• HOW TO COMPLETE THIS TASK: The word "HealthSummary": say how many lines of the data below contain it, and give the number alone.

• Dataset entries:
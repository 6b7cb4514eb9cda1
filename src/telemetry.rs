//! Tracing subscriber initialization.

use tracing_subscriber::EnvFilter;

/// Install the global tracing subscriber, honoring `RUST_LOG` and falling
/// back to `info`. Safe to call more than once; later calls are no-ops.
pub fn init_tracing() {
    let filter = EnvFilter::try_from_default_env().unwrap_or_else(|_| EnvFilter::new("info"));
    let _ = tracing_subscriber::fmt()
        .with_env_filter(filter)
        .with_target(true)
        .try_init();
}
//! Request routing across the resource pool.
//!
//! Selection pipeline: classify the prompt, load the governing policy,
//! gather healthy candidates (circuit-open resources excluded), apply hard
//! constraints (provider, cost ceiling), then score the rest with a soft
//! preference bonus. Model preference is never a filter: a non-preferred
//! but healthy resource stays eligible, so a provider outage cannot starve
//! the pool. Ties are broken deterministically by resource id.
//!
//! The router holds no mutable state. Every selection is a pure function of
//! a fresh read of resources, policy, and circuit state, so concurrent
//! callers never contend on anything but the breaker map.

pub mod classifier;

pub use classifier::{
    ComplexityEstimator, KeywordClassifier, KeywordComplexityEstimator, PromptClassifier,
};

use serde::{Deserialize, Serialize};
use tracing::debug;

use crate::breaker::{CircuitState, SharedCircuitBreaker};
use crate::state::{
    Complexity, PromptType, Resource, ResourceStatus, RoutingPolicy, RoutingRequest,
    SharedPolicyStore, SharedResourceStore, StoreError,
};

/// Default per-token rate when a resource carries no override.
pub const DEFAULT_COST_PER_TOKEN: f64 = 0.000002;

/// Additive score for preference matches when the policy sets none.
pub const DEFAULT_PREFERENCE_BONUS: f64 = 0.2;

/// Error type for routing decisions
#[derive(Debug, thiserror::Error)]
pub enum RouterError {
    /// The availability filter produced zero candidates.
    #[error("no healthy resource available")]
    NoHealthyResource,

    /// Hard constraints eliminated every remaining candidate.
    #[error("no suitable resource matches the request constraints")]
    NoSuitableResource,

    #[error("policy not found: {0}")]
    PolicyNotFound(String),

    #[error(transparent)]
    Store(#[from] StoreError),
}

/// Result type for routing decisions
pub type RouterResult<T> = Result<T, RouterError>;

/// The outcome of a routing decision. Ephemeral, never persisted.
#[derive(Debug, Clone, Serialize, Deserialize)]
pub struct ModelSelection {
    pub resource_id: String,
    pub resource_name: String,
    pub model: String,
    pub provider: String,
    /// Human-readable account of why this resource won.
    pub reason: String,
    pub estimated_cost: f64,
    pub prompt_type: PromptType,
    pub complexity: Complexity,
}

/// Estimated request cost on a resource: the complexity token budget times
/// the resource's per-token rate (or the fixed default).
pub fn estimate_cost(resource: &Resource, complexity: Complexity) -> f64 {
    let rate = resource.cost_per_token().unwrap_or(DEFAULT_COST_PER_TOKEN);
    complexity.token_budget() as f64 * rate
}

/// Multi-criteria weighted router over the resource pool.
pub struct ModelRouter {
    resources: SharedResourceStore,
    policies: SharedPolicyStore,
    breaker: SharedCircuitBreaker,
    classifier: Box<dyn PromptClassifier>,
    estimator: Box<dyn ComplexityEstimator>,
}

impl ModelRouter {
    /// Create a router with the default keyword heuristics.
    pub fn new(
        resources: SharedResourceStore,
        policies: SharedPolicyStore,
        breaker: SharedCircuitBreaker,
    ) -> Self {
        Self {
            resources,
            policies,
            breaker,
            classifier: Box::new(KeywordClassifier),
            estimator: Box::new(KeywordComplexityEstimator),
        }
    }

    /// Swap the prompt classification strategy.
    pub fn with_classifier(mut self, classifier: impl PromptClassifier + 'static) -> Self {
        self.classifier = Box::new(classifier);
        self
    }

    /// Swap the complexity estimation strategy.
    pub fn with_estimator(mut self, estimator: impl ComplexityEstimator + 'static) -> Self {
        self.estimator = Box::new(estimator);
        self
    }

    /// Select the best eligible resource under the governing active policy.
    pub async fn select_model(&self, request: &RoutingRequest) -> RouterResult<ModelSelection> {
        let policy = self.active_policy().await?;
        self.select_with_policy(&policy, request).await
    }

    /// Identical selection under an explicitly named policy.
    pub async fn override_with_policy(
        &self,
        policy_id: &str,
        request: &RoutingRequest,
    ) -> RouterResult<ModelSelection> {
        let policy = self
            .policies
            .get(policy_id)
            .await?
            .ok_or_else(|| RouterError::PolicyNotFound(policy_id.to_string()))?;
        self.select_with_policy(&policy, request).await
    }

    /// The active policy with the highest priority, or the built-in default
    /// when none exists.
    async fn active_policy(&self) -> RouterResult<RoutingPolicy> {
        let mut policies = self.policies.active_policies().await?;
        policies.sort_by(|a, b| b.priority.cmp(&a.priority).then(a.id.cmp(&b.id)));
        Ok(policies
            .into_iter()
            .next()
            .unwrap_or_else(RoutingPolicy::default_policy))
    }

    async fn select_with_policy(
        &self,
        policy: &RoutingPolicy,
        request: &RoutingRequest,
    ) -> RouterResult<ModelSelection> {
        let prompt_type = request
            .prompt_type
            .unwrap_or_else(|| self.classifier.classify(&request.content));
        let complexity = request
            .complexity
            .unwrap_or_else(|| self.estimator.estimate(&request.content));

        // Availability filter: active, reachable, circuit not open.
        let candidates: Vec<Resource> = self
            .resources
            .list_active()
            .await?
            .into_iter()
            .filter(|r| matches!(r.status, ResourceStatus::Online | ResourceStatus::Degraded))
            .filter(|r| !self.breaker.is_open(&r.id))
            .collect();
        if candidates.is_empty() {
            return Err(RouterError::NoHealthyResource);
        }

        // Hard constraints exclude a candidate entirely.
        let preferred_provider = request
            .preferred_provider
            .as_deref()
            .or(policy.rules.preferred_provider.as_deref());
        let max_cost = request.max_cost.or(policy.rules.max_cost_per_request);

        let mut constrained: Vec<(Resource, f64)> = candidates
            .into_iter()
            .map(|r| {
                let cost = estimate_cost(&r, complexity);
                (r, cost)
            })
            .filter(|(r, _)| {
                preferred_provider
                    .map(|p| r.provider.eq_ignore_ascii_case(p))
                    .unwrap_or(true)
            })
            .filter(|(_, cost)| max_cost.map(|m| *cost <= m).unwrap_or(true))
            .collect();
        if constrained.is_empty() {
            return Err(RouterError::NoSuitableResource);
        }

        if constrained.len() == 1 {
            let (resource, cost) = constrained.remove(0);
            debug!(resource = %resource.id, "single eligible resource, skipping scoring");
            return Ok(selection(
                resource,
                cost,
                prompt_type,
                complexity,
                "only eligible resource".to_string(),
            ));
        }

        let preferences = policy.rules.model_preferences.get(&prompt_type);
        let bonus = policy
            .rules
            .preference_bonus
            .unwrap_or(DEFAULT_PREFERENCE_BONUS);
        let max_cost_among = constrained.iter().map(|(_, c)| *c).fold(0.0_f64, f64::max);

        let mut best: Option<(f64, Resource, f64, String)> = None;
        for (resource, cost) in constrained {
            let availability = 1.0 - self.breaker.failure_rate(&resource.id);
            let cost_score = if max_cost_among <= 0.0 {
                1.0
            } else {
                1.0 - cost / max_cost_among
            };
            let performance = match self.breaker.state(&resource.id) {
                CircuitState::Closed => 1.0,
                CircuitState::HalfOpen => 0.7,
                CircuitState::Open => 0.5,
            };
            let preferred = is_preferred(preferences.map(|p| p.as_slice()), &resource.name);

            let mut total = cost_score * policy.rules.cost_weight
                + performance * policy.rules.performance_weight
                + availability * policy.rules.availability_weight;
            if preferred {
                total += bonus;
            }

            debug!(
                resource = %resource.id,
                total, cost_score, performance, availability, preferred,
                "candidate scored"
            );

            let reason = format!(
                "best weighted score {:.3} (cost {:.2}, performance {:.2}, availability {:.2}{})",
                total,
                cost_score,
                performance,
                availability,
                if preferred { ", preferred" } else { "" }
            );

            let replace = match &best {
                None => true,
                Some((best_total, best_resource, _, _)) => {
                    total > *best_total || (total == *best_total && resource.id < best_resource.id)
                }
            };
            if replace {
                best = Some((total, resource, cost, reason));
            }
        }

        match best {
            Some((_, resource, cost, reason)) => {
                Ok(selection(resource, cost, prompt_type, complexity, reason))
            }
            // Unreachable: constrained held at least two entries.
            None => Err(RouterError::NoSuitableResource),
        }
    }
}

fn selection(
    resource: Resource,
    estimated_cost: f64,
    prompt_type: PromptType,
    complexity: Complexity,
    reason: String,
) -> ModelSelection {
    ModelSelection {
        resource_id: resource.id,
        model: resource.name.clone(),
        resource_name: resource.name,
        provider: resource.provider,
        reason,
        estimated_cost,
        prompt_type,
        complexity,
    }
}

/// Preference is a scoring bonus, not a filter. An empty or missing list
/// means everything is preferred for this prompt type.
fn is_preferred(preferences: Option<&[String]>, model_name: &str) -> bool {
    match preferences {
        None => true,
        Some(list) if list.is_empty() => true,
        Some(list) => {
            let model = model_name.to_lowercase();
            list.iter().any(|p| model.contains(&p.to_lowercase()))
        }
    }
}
* * *
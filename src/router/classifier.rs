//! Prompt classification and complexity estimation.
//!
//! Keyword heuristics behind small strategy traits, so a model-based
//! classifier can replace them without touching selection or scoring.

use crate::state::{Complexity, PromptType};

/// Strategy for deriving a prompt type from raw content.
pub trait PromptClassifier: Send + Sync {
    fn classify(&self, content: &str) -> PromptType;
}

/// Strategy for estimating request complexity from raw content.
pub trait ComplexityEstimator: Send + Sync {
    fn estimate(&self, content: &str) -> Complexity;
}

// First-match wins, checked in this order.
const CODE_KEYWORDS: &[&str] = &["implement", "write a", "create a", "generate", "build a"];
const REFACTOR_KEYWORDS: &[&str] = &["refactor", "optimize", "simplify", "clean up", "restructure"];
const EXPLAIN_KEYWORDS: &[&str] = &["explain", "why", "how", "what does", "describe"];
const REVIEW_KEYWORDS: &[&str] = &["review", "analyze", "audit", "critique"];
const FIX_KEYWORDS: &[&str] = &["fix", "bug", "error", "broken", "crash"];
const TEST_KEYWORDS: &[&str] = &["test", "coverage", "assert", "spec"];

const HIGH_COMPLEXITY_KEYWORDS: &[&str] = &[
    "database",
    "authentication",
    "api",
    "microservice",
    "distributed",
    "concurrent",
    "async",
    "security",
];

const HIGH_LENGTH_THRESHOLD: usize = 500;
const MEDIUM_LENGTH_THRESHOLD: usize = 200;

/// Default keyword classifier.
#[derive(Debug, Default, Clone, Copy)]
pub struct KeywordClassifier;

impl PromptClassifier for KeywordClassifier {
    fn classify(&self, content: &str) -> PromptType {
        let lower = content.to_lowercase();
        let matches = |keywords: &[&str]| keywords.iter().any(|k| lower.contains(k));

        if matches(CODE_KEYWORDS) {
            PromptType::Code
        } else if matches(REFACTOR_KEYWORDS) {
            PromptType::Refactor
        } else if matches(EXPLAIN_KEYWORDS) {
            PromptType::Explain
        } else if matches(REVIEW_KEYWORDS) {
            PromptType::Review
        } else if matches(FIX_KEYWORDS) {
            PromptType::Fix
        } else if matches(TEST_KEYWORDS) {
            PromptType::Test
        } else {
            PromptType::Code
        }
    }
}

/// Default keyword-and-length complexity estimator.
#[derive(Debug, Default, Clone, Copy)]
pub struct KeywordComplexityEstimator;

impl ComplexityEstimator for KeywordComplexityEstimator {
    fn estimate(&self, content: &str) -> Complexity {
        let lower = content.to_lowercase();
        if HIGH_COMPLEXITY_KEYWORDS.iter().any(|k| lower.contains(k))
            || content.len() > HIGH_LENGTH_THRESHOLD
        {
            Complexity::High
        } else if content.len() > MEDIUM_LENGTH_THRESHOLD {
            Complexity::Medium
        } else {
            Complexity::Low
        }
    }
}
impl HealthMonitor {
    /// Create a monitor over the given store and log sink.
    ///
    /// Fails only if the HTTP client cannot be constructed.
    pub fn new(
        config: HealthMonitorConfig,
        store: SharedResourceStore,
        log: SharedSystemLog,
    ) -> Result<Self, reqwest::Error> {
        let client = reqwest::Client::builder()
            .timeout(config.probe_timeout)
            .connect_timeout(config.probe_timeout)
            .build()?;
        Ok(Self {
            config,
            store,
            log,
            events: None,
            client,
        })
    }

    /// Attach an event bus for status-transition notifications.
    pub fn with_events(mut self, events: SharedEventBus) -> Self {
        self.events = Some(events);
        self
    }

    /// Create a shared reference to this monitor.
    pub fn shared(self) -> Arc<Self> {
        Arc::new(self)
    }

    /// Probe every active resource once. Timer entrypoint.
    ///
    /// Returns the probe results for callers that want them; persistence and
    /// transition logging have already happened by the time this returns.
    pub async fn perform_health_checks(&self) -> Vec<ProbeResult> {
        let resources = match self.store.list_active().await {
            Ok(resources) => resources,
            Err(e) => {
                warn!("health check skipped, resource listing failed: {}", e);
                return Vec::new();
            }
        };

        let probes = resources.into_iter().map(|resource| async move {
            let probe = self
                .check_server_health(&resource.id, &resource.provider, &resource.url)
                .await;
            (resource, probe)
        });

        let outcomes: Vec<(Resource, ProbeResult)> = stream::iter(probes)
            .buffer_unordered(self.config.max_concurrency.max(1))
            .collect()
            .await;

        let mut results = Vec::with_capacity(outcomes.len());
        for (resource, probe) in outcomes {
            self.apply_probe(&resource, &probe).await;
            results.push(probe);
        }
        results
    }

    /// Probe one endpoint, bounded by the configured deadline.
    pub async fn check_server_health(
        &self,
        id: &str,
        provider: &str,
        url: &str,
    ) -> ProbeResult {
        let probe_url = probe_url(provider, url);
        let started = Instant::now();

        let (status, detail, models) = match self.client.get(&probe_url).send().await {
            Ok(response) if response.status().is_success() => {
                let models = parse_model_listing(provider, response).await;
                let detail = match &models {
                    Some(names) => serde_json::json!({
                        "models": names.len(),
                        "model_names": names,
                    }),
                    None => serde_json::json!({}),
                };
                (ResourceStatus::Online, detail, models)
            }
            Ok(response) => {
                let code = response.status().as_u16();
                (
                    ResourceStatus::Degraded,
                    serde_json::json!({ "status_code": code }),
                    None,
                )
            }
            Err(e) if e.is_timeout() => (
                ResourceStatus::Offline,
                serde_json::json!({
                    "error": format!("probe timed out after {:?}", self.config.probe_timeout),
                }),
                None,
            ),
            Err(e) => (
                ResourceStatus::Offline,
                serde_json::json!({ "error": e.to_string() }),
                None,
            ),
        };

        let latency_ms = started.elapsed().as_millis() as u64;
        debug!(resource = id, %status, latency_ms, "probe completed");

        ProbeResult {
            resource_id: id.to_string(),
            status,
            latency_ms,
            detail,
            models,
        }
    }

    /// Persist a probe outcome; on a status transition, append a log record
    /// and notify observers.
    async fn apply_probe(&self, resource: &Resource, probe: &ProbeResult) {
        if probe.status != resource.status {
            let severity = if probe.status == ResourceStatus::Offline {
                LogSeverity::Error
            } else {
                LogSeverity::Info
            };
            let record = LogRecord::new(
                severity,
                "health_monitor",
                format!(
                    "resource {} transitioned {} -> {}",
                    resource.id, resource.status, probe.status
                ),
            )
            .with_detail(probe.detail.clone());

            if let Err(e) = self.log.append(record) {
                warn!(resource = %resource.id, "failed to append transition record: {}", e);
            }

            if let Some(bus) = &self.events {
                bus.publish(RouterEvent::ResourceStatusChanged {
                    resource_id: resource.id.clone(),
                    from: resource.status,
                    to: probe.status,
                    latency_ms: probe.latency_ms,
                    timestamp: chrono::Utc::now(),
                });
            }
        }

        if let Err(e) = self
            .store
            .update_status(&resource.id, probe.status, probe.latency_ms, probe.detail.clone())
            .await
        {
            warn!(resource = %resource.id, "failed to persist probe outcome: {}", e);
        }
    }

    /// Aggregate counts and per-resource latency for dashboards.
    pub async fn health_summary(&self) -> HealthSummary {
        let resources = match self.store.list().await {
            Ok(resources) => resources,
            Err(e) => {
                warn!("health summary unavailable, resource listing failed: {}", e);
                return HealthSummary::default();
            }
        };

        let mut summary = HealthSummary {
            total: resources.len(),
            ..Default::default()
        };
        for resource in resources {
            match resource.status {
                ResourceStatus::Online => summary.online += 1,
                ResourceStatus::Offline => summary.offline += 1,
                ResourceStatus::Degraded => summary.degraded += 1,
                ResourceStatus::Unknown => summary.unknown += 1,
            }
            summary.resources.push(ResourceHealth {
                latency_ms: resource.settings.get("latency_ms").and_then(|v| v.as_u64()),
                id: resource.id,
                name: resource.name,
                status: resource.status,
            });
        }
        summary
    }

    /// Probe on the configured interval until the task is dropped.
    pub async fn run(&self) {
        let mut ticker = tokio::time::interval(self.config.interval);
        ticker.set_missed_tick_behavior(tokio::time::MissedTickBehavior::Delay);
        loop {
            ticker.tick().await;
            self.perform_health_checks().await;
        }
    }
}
---
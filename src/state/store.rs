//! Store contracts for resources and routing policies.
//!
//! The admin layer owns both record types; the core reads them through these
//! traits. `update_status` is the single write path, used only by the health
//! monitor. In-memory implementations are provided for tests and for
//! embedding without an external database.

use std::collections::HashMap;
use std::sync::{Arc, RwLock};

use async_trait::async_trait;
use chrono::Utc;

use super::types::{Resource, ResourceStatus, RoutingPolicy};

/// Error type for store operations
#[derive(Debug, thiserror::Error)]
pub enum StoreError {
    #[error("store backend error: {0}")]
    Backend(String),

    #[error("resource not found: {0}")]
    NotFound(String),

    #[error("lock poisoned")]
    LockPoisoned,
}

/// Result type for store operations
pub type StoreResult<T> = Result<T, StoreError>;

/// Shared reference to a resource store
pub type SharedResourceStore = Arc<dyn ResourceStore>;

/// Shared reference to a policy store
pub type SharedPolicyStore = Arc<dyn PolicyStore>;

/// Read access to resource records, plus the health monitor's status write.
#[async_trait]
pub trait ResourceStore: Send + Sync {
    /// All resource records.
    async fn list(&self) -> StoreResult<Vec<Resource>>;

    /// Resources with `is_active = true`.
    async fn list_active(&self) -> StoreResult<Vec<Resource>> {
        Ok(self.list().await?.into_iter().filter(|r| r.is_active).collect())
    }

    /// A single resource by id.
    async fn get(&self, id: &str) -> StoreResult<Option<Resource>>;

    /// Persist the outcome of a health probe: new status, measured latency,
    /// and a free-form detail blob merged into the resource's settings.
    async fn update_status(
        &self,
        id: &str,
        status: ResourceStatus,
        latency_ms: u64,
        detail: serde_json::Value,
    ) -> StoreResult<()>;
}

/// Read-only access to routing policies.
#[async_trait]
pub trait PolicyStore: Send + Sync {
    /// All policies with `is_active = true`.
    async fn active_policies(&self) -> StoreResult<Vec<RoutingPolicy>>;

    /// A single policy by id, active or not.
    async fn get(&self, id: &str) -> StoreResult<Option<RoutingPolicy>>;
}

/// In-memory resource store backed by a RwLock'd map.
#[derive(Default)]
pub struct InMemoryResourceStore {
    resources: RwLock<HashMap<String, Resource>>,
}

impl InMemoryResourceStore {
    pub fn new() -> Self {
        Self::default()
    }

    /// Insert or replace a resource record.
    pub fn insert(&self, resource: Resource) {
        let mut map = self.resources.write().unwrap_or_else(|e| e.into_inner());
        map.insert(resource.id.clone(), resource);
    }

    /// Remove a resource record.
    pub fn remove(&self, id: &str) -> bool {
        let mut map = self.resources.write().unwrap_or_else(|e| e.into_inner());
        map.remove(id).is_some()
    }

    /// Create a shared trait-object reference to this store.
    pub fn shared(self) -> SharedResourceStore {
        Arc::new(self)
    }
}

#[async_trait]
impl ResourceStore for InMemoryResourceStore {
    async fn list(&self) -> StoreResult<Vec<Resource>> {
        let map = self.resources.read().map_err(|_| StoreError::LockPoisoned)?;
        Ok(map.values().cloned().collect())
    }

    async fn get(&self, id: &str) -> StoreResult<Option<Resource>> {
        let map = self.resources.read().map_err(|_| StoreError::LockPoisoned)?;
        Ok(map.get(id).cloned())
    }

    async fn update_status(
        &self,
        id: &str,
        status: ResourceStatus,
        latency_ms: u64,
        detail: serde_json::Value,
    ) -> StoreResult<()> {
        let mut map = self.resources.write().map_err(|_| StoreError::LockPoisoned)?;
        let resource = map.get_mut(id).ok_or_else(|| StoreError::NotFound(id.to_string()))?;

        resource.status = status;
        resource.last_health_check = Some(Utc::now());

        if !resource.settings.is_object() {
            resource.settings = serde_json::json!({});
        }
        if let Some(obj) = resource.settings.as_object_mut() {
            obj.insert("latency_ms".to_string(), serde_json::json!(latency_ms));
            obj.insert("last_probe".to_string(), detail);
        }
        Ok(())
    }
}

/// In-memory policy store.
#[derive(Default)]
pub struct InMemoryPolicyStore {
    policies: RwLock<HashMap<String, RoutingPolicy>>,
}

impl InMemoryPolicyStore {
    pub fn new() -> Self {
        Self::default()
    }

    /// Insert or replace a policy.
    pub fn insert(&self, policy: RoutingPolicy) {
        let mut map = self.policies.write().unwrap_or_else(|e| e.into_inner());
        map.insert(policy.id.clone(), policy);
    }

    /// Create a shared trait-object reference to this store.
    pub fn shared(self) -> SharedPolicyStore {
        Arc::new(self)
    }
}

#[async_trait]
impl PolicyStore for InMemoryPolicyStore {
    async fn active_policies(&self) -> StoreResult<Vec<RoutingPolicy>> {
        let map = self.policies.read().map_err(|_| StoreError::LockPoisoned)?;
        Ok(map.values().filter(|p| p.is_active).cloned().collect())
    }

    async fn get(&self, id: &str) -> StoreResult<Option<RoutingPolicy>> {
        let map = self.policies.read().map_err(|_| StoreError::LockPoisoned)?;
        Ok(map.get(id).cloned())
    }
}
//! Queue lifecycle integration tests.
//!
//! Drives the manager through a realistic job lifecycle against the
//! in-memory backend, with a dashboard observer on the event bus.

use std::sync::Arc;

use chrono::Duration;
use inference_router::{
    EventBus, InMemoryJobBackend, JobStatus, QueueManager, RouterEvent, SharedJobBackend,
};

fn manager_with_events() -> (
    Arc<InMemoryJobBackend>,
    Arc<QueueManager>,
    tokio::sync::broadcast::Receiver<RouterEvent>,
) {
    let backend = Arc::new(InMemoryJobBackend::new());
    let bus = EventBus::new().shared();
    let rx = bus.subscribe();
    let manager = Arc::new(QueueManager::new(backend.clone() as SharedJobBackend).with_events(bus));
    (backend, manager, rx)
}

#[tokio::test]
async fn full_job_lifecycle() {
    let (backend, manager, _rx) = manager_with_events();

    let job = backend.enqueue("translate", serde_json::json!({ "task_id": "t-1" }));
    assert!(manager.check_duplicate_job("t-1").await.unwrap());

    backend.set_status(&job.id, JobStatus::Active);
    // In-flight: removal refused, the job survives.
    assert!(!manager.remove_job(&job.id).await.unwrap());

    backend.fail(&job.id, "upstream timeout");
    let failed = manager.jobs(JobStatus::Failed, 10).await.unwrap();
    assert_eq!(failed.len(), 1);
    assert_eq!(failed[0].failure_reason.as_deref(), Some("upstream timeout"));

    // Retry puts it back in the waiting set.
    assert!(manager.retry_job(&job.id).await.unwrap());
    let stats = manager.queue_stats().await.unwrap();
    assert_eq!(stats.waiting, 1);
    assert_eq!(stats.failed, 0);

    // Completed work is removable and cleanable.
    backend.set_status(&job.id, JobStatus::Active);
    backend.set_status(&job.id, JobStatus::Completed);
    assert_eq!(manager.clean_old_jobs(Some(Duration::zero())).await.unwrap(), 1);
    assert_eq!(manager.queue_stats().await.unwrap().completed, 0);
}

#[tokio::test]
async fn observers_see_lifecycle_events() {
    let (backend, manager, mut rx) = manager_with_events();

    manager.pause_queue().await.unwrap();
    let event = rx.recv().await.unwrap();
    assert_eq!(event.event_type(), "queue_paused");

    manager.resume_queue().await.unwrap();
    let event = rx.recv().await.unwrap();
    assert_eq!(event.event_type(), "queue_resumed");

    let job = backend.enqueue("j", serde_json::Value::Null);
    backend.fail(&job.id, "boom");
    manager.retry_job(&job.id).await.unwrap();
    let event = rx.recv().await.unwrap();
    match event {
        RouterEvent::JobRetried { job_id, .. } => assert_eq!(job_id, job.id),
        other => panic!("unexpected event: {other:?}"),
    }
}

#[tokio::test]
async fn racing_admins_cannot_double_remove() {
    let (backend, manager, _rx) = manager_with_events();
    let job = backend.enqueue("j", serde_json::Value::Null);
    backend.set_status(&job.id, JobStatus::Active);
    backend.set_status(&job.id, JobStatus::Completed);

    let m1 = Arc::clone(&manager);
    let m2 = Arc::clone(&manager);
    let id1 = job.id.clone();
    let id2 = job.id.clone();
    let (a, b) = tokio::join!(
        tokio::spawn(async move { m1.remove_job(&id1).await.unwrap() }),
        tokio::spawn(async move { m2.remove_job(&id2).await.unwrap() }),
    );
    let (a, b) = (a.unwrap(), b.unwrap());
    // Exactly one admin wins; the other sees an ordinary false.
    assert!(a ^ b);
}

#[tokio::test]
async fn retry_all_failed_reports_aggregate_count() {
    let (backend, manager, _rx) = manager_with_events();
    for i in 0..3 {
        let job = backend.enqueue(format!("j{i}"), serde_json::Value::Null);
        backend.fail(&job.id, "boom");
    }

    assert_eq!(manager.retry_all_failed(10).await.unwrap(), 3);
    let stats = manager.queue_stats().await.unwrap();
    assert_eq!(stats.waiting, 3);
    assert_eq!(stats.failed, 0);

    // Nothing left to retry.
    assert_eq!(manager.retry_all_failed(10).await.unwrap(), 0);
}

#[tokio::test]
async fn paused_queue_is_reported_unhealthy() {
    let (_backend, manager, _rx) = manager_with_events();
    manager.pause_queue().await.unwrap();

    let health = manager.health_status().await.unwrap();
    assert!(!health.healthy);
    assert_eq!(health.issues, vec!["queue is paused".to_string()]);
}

• WRITTEN REPLY: 3